Structural basis for the substrate specificity of Helix pomatia AMP deaminase and a chimeric ADGF adenosine deaminase.

Helix pomatia AMP deaminase (HPAMPD), an enzyme enriched in the foot muscle of the mollusk H. pomatia, exhibits deaminase activity on adenosine-5'-monophosphate (AMP). HPAMPD is the first member of the adenosine deaminase-related growth factor (ADGF) family to prefer the nucleotide AMP over the nucleoside adenosine. To investigate the substrate selectivity of HPAMPD, we determined its structure in both the apo form and in complex with the adenosine analogs pentostatin and pentostatin-5'-monophosphate. Structurally, HPAMPD adopts a fold similar to human ADA2, an ADGF family member.

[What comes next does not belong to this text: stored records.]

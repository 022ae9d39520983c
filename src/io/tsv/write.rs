use std::fmt::Display;
use std::fs::File;
use std::io::Write;
use std::path::Path;

use anyhow::{
    anyhow,
    Context,
};
use itertools::Itertools;
use log::{
    debug,
    warn,
};

use super::format::FileType;
use super::options::{
    HeadOptions,
    WriterOptions,
};
use crate::data_structs::{
    RecordLike,
    Row,
    TsvMeta,
};
use crate::error::TsvError;
use crate::io::compression::{
    Compression,
    Encoder,
};

/// Writes records to a delimited text sink, picking and ordering fields by
/// its schema.
pub struct TsvWriter {
    /// Destination description for messages
    target:  String,
    /// Buffered (and possibly compressing) sink; `None` once closed
    sink:    Option<Encoder<Box<dyn Write>>>,
    ftype:   FileType,
    delimit: String,
    meta:    TsvMeta,
}

impl TsvWriter {
    /// Creates `path` with the writer selected by `options.ftype`.
    /// Output is gzip-compressed when the name ends in `.gz`.
    ///
    /// Unknown format tags fail with
    /// [`TsvError::NoSuchWriter`] before the file is created.
    pub fn open<P: AsRef<Path>>(
        path: P,
        options: &WriterOptions,
    ) -> anyhow::Result<Self> {
        let path = path.as_ref();
        let ftype = options.validate()?;
        let compression = options
            .compression
            .unwrap_or_else(|| Compression::from_path(path));
        let handle = File::create(path)
            .with_context(|| format!("Failed to create {}", path.display()))?;
        Ok(Self::build(
            Box::new(handle),
            path.display().to_string(),
            ftype,
            compression,
            options,
        ))
    }

    /// Writes to any sink, uncompressed unless `options.compression` says
    /// otherwise.
    pub fn from_writer<W: Write + 'static>(
        sink: W,
        options: &WriterOptions,
    ) -> anyhow::Result<Self> {
        let ftype = options.validate()?;
        Ok(Self::build(
            Box::new(sink),
            "<writer>".to_string(),
            ftype,
            options.compression.unwrap_or_default(),
            options,
        ))
    }

    fn build(
        sink: Box<dyn Write>,
        target: String,
        ftype: FileType,
        compression: Compression,
        options: &WriterOptions,
    ) -> Self {
        let mut meta = ftype.meta();
        meta.add(options.cnames.iter().cloned());
        debug!(
            "Opened {} writer on {} ({}) with {}",
            ftype,
            target,
            compression.name(),
            meta
        );
        Self {
            target,
            sink: Some(compression.get_encoder(sink, options.compression_level)),
            ftype,
            delimit: options.delimit.clone(),
            meta,
        }
    }

    fn sink(&mut self) -> anyhow::Result<&mut Encoder<Box<dyn Write>>> {
        match self.sink.as_mut() {
            Some(sink) => Ok(sink),
            None => Err(anyhow!("Writer on {} is closed", self.target)),
        }
    }

    fn write_line(
        &mut self,
        line: &str,
    ) -> anyhow::Result<()> {
        let sink = self.sink()?;
        sink.write_all(line.as_bytes())?;
        sink.write_all(b"\n")?;
        Ok(())
    }

    /// Writes the schema's column names as a header line.
    pub fn write_head(
        &mut self,
        head: &HeadOptions,
    ) -> anyhow::Result<()> {
        let keys = self.meta.names();
        self.write_head_with(keys, head)
    }

    /// Writes arbitrary names as a header line, regardless of the schema.
    pub fn write_head_with<I, K>(
        &mut self,
        keys: I,
        head: &HeadOptions,
    ) -> anyhow::Result<()>
    where
        I: IntoIterator<Item = K>,
        K: Display, {
        let mut keys = keys
            .into_iter()
            .map(|k| k.to_string())
            .collect_vec();
        if let Some(transform) = head.transform.as_ref() {
            keys = transform.apply(keys);
        }
        let delimit = head
            .delimit
            .as_deref()
            .unwrap_or(self.delimit.as_str());
        let line = format!("{}{}", head.prefix, keys.join(delimit));
        self.write_line(&line)
    }

    /// Writes the schema's fields of `record`, in schema order.
    ///
    /// Fails with [`TsvError::MissingField`] if `record` lacks one of them.
    pub fn write<R: RecordLike + ?Sized>(
        &mut self,
        record: &R,
    ) -> anyhow::Result<()> {
        let fields = self
            .meta
            .keys()
            .map(|key| {
                record
                    .lookup(key)
                    .ok_or_else(|| TsvError::MissingField(key.to_string()))
            })
            .collect::<Result<Vec<_>, _>>()?;
        let line = fields.join(&self.delimit);
        self.write_line(&line)
    }

    /// Writes values positionally, without consulting the schema.
    pub fn write_fields<I, V>(
        &mut self,
        fields: I,
    ) -> anyhow::Result<()>
    where
        I: IntoIterator<Item = V>,
        V: Display, {
        let line = fields.into_iter().join(&self.delimit);
        self.write_line(&line)
    }

    /// Writes a row as produced by a reader. Raw rows, and any row given to
    /// a schema-less writer, are written positionally.
    pub fn write_row(
        &mut self,
        row: &Row,
    ) -> anyhow::Result<()> {
        match row {
            Row::Record(record) if self.ftype != FileType::Nometa => {
                self.write(record)
            },
            Row::Record(record) => self.write_fields(record.values()),
            Row::Raw(fields) => self.write_fields(fields),
        }
    }

    pub fn meta(&self) -> &TsvMeta {
        &self.meta
    }

    /// For injecting or extending columns after construction.
    pub fn meta_mut(&mut self) -> &mut TsvMeta {
        &mut self.meta
    }

    pub fn ftype(&self) -> FileType {
        self.ftype
    }

    pub fn delimit(&self) -> &str {
        &self.delimit
    }

    pub fn is_closed(&self) -> bool {
        self.sink.is_none()
    }

    /// Flushes and finishes the output. Calling it again is a no-op.
    pub fn close(&mut self) -> anyhow::Result<()> {
        if let Some(sink) = self.sink.take() {
            let mut inner = sink
                .finish()
                .with_context(|| format!("Failed to finish {}", self.target))?;
            inner.flush()?;
            debug!("Closed writer on {}", self.target);
        }
        Ok(())
    }
}

impl Drop for TsvWriter {
    fn drop(&mut self) {
        if let Err(e) = self.close() {
            warn!("Failed to close writer on {}: {:#}", self.target, e);
        }
    }
}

HPAMPD has acquired the ability to interact with the 5'-monophosphate group of AMP through polar and charged residues located in three key structural elements: (1) the loop immediately following strand β1; (2) the loop between helices αH and αI; and (3) the end of strand β5 and its adjacent loop. We engineered a chimeric deaminase by integrating these elements from HPAMPD into another related mollusk nucleoside adenosine deaminase, Aplysia ADGF. The chimeric enzyme efficiently deaminates AMP, demonstrating a gained substrate specificity, while retaining the adenosine deamination activity of Aplysia ADGF. The phosphate-binding feature of HPAMPD is a hallmark of nucleotide deaminases, conserved among AMP and N6-methyl-AMP (6mAMP) deaminases. We discuss the human adenosine deaminases each with distinct substrate specificities for the nucleoside, the nucleotide (AMP), and its methylated form, 6mAMP.